» **TASK TO COMPLETE**: Search the data below, and report every line in which "flags" occurs.
*** Block opens ***
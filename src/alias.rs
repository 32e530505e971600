// SPDX-FileCopyrightText: 2025 Jason Pena <jasonpena@awkless.com>
// SPDX-License-Identifier: MIT

//! Shell alias installation.
//!
//! Working with a bare repository means passing `--git-dir` and `--work-tree`
//! to every Git call. Barehome appends an alias that does this to each shell
//! startup file that already exists. Startup files are never created.
//!
//! # Limitations
//!
//! An existing alias is detected by its `alias <name>=` prefix alone. An alias
//! that points at some older git directory is left as-is, because the user may
//! have customized that line on purpose.

use std::{
    fs::{read, OpenOptions},
    io::{ErrorKind, Write},
    path::{Path, PathBuf},
};
use tracing::{info, instrument};

/// Shell alias binding a short command to the bare repository.
#[derive(Debug, Clone, PartialEq, Eq)]
pub struct Alias {
    name: String,
    git_dir: PathBuf,
    work_tree: PathBuf,
}

impl Alias {
    /// Construct new alias.
    pub fn new(
        name: impl Into<String>,
        git_dir: impl Into<PathBuf>,
        work_tree: impl Into<PathBuf>,
    ) -> Self {
        Self {
            name: name.into(),
            git_dir: git_dir.into(),
            work_tree: work_tree.into(),
        }
    }

    /// Fixed prefix every declaration of this alias starts with.
    pub fn prefix(&self) -> String {
        format!("alias {}=", self.name)
    }

    /// Fully rendered alias declaration.
    pub fn render(&self) -> String {
        format!(
            "{}'git --git-dir={} --work-tree={}'",
            self.prefix(),
            shell_quote(&self.git_dir),
            shell_quote(&self.work_tree)
        )
    }

    /// Check if content already declares this alias.
    ///
    /// Works on raw bytes, startup files are not required to be UTF-8.
    /// Leading whitespace is ignored.
    pub fn is_declared_in(&self, content: &[u8]) -> bool {
        let prefix = self.prefix();
        content
            .split(|byte| *byte == b'\n')
            .any(|line| line.trim_ascii_start().starts_with(prefix.as_bytes()))
    }
}

// Paths end up inside a single-quoted alias body, so use double quotes when needed.
fn shell_quote(path: &Path) -> String {
    let path = path.to_string_lossy();
    let is_safe = |c: char| {
        c.is_ascii_alphanumeric()
            || matches!(c, '/' | '.' | '_' | '+' | '-' | '=' | ':' | ',' | '@' | '%')
    };

    if path.is_empty() || !path.chars().all(is_safe) {
        let escaped = path
            .replace('\\', "\\\\")
            .replace('"', "\\\"")
            .replace('$', "\\$")
            .replace('`', "\\`")
            .replace('\'', "'\\''");
        format!("\"{escaped}\"")
    } else {
        path.into_owned()
    }
}

/// What happened to each startup file.
#[derive(Debug, Default, Clone, PartialEq, Eq)]
pub struct AliasReport {
    /// Startup files that received the alias.
    pub installed: Vec<PathBuf>,

    /// Startup files that already declared the alias.
    pub present: Vec<PathBuf>,

    /// Startup files that do not exist.
    pub skipped: Vec<PathBuf>,
}

/// Install alias into shell startup files.
#[derive(Debug, Clone)]
pub struct AliasInstaller {
    alias: Alias,
}

impl AliasInstaller {
    /// Construct new alias installer.
    pub fn new(alias: Alias) -> Self {
        Self { alias }
    }

    /// Alias this installer writes.
    pub fn alias(&self) -> &Alias {
        &self.alias
    }

    /// Append alias to each existing startup file lacking it.
    ///
    /// # Errors
    ///
    /// - Return [`AliasError::ReadStartupFile`] if startup file exists but
    ///   cannot be read.
    /// - Return [`AliasError::WriteStartupFile`] if alias cannot be appended.
    #[instrument(skip(self, startup_files), level = "debug")]
    pub fn reconcile(
        &self,
        startup_files: impl IntoIterator<Item = impl AsRef<Path>>,
    ) -> Result<AliasReport> {
        let mut report = AliasReport::default();
        for startup_file in startup_files {
            let startup_file = startup_file.as_ref();
            let content = match read(startup_file) {
                Ok(content) => content,
                Err(err) if err.kind() == ErrorKind::NotFound => {
                    info!("skip missing startup file {:?}", startup_file.display());
                    report.skipped.push(startup_file.to_path_buf());
                    continue;
                }
                Err(err) => {
                    return Err(AliasError::ReadStartupFile {
                        source: err,
                        path: startup_file.to_path_buf(),
                    })
                }
            };

            if self.alias.is_declared_in(&content) {
                info!("alias already declared in {:?}", startup_file.display());
                report.present.push(startup_file.to_path_buf());
                continue;
            }

            // INVARIANT: Keep the alias on its own line.
            let mut addition = String::new();
            if !content.is_empty() && !content.ends_with(b"\n") {
                addition.push('\n');
            }
            addition.push_str(&self.alias.render());
            addition.push('\n');

            OpenOptions::new()
                .append(true)
                .open(startup_file)
                .and_then(|mut file| file.write_all(addition.as_bytes()))
                .map_err(|err| AliasError::WriteStartupFile {
                    source: err,
                    path: startup_file.to_path_buf(),
                })?;

            info!("append alias to {:?}", startup_file.display());
            report.installed.push(startup_file.to_path_buf());
        }

        Ok(report)
    }
}

/// Alias installation error types.
#[derive(Debug, thiserror::Error)]
pub enum AliasError {
    /// Startup file cannot be read from.
    #[error("failed to read from startup file at {:?}", path.display())]
    ReadStartupFile {
        #[source]
        source: std::io::Error,
        path: PathBuf,
    },

    /// Startup file cannot be written to.
    #[error("failed to write to startup file at {:?}", path.display())]
    WriteStartupFile {
        #[source]
        source: std::io::Error,
        path: PathBuf,
    },
}

/// Friendly result alias :3
pub type Result<T, E = AliasError> = std::result::Result<T, E>;
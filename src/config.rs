// SPDX-FileCopyrightText: 2025 Jason Pena <jasonpena@awkless.com>
// SPDX-License-Identifier: MIT

//! Configuration layout.
//!
//! Barehome resolves its settings in layers. Built-in defaults come first,
//! then the optional configuration file at
//! `$XDG_CONFIG_HOME/barehome/config.toml`, then command-line flags. Each layer
//! is a [`ConfigLayer`], and the final product is a [`Settings`] value that is
//! handed to every reconciliation step. Nothing reads the environment after
//! [`Settings`] has been built.

use crate::path::{
    anchor_to_home, default_dotfiles_dir, default_git_dir, default_startup_files,
};

use serde::Deserialize;
use std::{
    fs::read_to_string,
    io::ErrorKind,
    path::{Path, PathBuf},
    str::FromStr,
};
use tracing::debug;

/// Default name of the shell alias.
pub const DEFAULT_ALIAS_NAME: &str = "dotfiles";

/// One layer of optional configuration values.
///
/// The configuration file deserializes straight into this type. Command-line
/// flags are collected into one as well, so every source merges the same way.
#[derive(Default, Debug, PartialEq, Eq, Clone, Deserialize)]
pub struct ConfigLayer {
    /// Git directory of the bare repository.
    pub git_dir: Option<PathBuf>,

    /// Directory holding the exclusion policy file.
    pub dotfiles_dir: Option<PathBuf>,

    /// URL to bind as the "origin" remote.
    pub remote: Option<String>,

    /// Name of shell alias to install.
    pub alias_name: Option<String>,

    /// Shell startup files to append the alias to.
    pub startup_files: Option<Vec<PathBuf>>,
}

impl ConfigLayer {
    /// Load configuration layer from file.
    ///
    /// A missing file is not an error, it simply yields no layer.
    ///
    /// # Errors
    ///
    /// - Return [`ConfigError::Read`] if file exists but cannot be read.
    /// - Return [`ConfigError::Deserialize`] if file contents are malformed.
    pub fn load(path: impl AsRef<Path>) -> Result<Option<Self>> {
        let path = path.as_ref();
        let data = match read_to_string(path) {
            Ok(data) => data,
            Err(err) if err.kind() == ErrorKind::NotFound => {
                debug!("no configuration file at {:?}", path.display());
                return Ok(None);
            }
            Err(err) => {
                return Err(ConfigError::Read {
                    source: err,
                    path: path.to_path_buf(),
                })
            }
        };

        debug!("load configuration file {:?}", path.display());
        Ok(Some(data.parse()?))
    }
}

impl FromStr for ConfigLayer {
    type Err = ConfigError;

    fn from_str(data: &str) -> Result<Self, Self::Err> {
        let mut layer: ConfigLayer = toml::de::from_str(data).map_err(ConfigError::Deserialize)?;

        // INVARIANT: Perform shell expansion on every path field.
        layer.git_dir = layer.git_dir.map(expand_path).transpose()?;
        layer.dotfiles_dir = layer.dotfiles_dir.map(expand_path).transpose()?;
        layer.startup_files = layer
            .startup_files
            .map(|files| files.into_iter().map(expand_path).collect::<Result<Vec<_>>>())
            .transpose()?;

        Ok(layer)
    }
}

/// Fully resolved settings for one run.
#[derive(Debug, PartialEq, Eq, Clone)]
pub struct Settings {
    /// Home directory, used as working tree of the bare repository.
    pub home: PathBuf,

    /// Git directory of the bare repository.
    pub git_dir: PathBuf,

    /// Directory holding the exclusion policy file.
    pub dotfiles_dir: PathBuf,

    /// Remote URL to bind as "origin", if already known.
    pub remote: Option<String>,

    /// Name of shell alias to install.
    pub alias_name: String,

    /// Shell startup files to append the alias to.
    pub startup_files: Vec<PathBuf>,
}

impl Settings {
    /// Construct settings from built-in defaults rooted at home directory.
    pub fn new(home: impl Into<PathBuf>) -> Self {
        let home = home.into();
        Self {
            git_dir: default_git_dir(&home),
            dotfiles_dir: default_dotfiles_dir(&home),
            remote: None,
            alias_name: DEFAULT_ALIAS_NAME.into(),
            startup_files: default_startup_files(&home),
            home,
        }
    }

    /// Merge configuration layer on top of current settings.
    ///
    /// Fields present in the layer win. Relative paths are anchored to the
    /// home directory. Blank remote URLs and alias names count as absent.
    pub fn layer(mut self, layer: ConfigLayer) -> Self {
        if let Some(git_dir) = layer.git_dir {
            self.git_dir = anchor_to_home(&self.home, git_dir);
        }

        if let Some(dotfiles_dir) = layer.dotfiles_dir {
            self.dotfiles_dir = anchor_to_home(&self.home, dotfiles_dir);
        }

        if let Some(remote) = layer.remote.filter(|url| !url.trim().is_empty()) {
            self.remote = Some(remote);
        }

        if let Some(alias_name) = layer.alias_name.filter(|name| !name.trim().is_empty()) {
            self.alias_name = alias_name;
        }

        if let Some(files) = layer.startup_files {
            self.startup_files = files
                .into_iter()
                .map(|file| anchor_to_home(&self.home, file))
                .collect();
        }

        self
    }
}

/// Perform shell expansion on a path.
///
/// Expands `~` and environment variables.
///
/// # Errors
///
/// - Return [`ConfigError::ShellExpansion`] if a referenced variable is unset.
pub fn expand_path(path: impl AsRef<Path>) -> Result<PathBuf> {
    let path = path.as_ref().to_string_lossy();
    Ok(PathBuf::from(shellexpand::full(path.as_ref())?.into_owned()))
}

/// Configuration error types.
#[derive(Debug, thiserror::Error)]
pub enum ConfigError {
    /// Failed to read configuration file.
    #[error("failed to read configuration file at {:?}", path.display())]
    Read {
        #[source]
        source: std::io::Error,
        path: PathBuf,
    },

    /// Failed to deserialize configuration.
    #[error(transparent)]
    Deserialize(#[from] toml::de::Error),

    /// Failed to perform shell expansion on configuration.
    #[error(transparent)]
    ShellExpansion(#[from] shellexpand::LookupError<std::env::VarError>),
}

/// Friendly result alias :3
pub type Result<T, E = ConfigError> = std::result::Result<T, E>;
*** Block closes ***
» **OUTPUT**:
//! `$XDG_CONFIG_HOME/barehome/config.toml`, then command-line flags. Each layer
/// flags are collected into one as well, so every source merges the same way.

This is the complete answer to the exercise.